At one point Beck takes up the possibility of taxing the rich and corporations, but easily refutes it. He lists the profits of four corporations and announces his conclusion that you couldn't find enough money there to pay off our national debt. Could you not find enough to pay off part of it? Do we not have a bit more than four corporations left in the United States? Beck then says that current income tax is not enough either, but isn't that the point of proposing to raise it on the super-wealthy (and lower it for the rest of us)?
Beck points out that rich people cheat on taxes, from which he concludes that the tax code is too complicated (as of course it is, but is that really the issue?), from which he then concludes that we need a nice simple flat tax. The fact that a flat tax would radically reduce taxes on the super-wealthy while shifting more burden to the rest of us is presumably overlooked by Beck's readers.
Then Beck finds a list of incidents in which CEO-types have been held to some slight account, such as Congress's silly show of complaining about AIG's bonuses, which was itself cover for the larger problem of having funneled our grandchildren's earnings into AIG's coffers. Beck turns a list of attacks on executives and banksters into attacks on ordinary citizens, and then includes right in the middle of the list, as yet another attack on working people, the Employee Free Choice Act. This Beck denounces as depriving us of the sacred secret ballot. Never mind that this bill would still allow secret ballots in unionization, but would impose penalties on companies that cheated.

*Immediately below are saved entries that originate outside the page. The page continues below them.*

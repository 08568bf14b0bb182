//! File system reads.

use anyhow::{Context, Result};
use std::fs;
use std::path::Path;

use super::RealRuntime;

impl RealRuntime {
    #[tracing::instrument(skip(self))]
    pub(crate) fn read_to_string_impl(&self, path: &Path) -> Result<String> {
        fs::read_to_string(path).context("Failed to read file to string")
    }

    #[tracing::instrument(skip(self))]
    pub(crate) fn exists_impl(&self, path: &Path) -> bool {
        path.exists()
    }
}
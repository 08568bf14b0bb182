//! JSON-RPC 2.0 envelope types for the line-delimited stdio transport.

use serde::{Deserialize, Deserializer, Serialize};
use serde_json::Value;

pub const JSONRPC_VERSION: &str = "2.0";

pub const LATEST_PROTOCOL_VERSION: &str = "2025-03-26";
pub const SUPPORTED_PROTOCOL_VERSIONS: [&str; 3] = ["2024-11-05", "2025-03-26", "2025-06-18"];

pub const PARSE_ERROR: i64 = -32700;
pub const INVALID_REQUEST: i64 = -32600;
pub const METHOD_NOT_FOUND: i64 = -32601;
pub const INVALID_PARAMS: i64 = -32602;
pub const INTERNAL_ERROR: i64 = -32603;

/// An incoming request or notification. Notifications carry no `id`.
#[derive(Deserialize, Debug)]
pub struct Request {
    #[serde(default)]
    pub jsonrpc: String,
    #[serde(default, deserialize_with = "present")]
    pub id: Option<Value>,
    pub method: String,
    #[serde(default)]
    pub params: Value,
}

/// `Some` whenever the field exists, even as `null`; only an absent `id`
/// stays `None` through `#[serde(default)]`.
fn present<'de, D: Deserializer<'de>>(deserializer: D) -> Result<Option<Value>, D::Error> {
    Value::deserialize(deserializer).map(Some)
}

impl Request {
    pub fn is_notification(&self) -> bool {
        self.id.is_none()
    }
}

#[derive(Serialize, Deserialize, Debug, Clone, PartialEq)]
pub struct RpcError {
    pub code: i64,
    pub message: String,
}

impl RpcError {
    pub fn new(code: i64, message: impl Into<String>) -> Self {
        Self {
            code,
            message: message.into(),
        }
    }
}

#[derive(Serialize, Deserialize, Debug, Clone, PartialEq)]
pub struct Response {
    pub jsonrpc: String,
    pub id: Value,
    #[serde(default, skip_serializing_if = "Option::is_none")]
    pub result: Option<Value>,
    #[serde(default, skip_serializing_if = "Option::is_none")]
    pub error: Option<RpcError>,
}

impl Response {
    pub fn success(id: Value, result: Value) -> Self {
        Self {
            jsonrpc: JSONRPC_VERSION.to_string(),
            id,
            result: Some(result),
            error: None,
        }
    }

    pub fn failure(id: Value, error: RpcError) -> Self {
        Self {
            jsonrpc: JSONRPC_VERSION.to_string(),
            id,
            result: None,
            error: Some(error),
        }
    }
}

#[derive(Deserialize, Debug, Default)]
pub struct InitializeParams {
    #[serde(default, rename = "protocolVersion")]
    pub protocol_version: Option<String>,
}

#[derive(Deserialize, Debug)]
pub struct CallToolParams {
    pub name: String,
    #[serde(default)]
    pub arguments: Option<Value>,
}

When Beck finishes a long defense of CEO salaries, he launches into an attack on congressional ones. Apparently a couple of hundred thousand dollars is criminal, but hundreds of millions is entirely appropriate. But Beck frames all of this as populism and demand for control of our lying cheating so-called representatives. He denounces gerrymandering and other real abuses, sounding very sane, and then dives into an explanation of how climate change is a scam designed to facilitate expanded government control of our lives. There's also apparently a conspiracy to replace families with international laws and institutions.
An appropriate response to all of this scariness, Beck thinks, is buying guns:
"I want to propose a new American 'trust indicator.' When the sales of guns and bullets goes down, it means that the American people have more trust in their government. When those sales rise, it means their trust in the government to protect them and their property is falling -- it's just common sense, right?"
Let's hope not.
Let's hope instead that Beck reads this line in his own book the next time he talks with or about a war criminal or a torturer:
"If you break the law you pay the penalty. Justice is blind and no one is above it."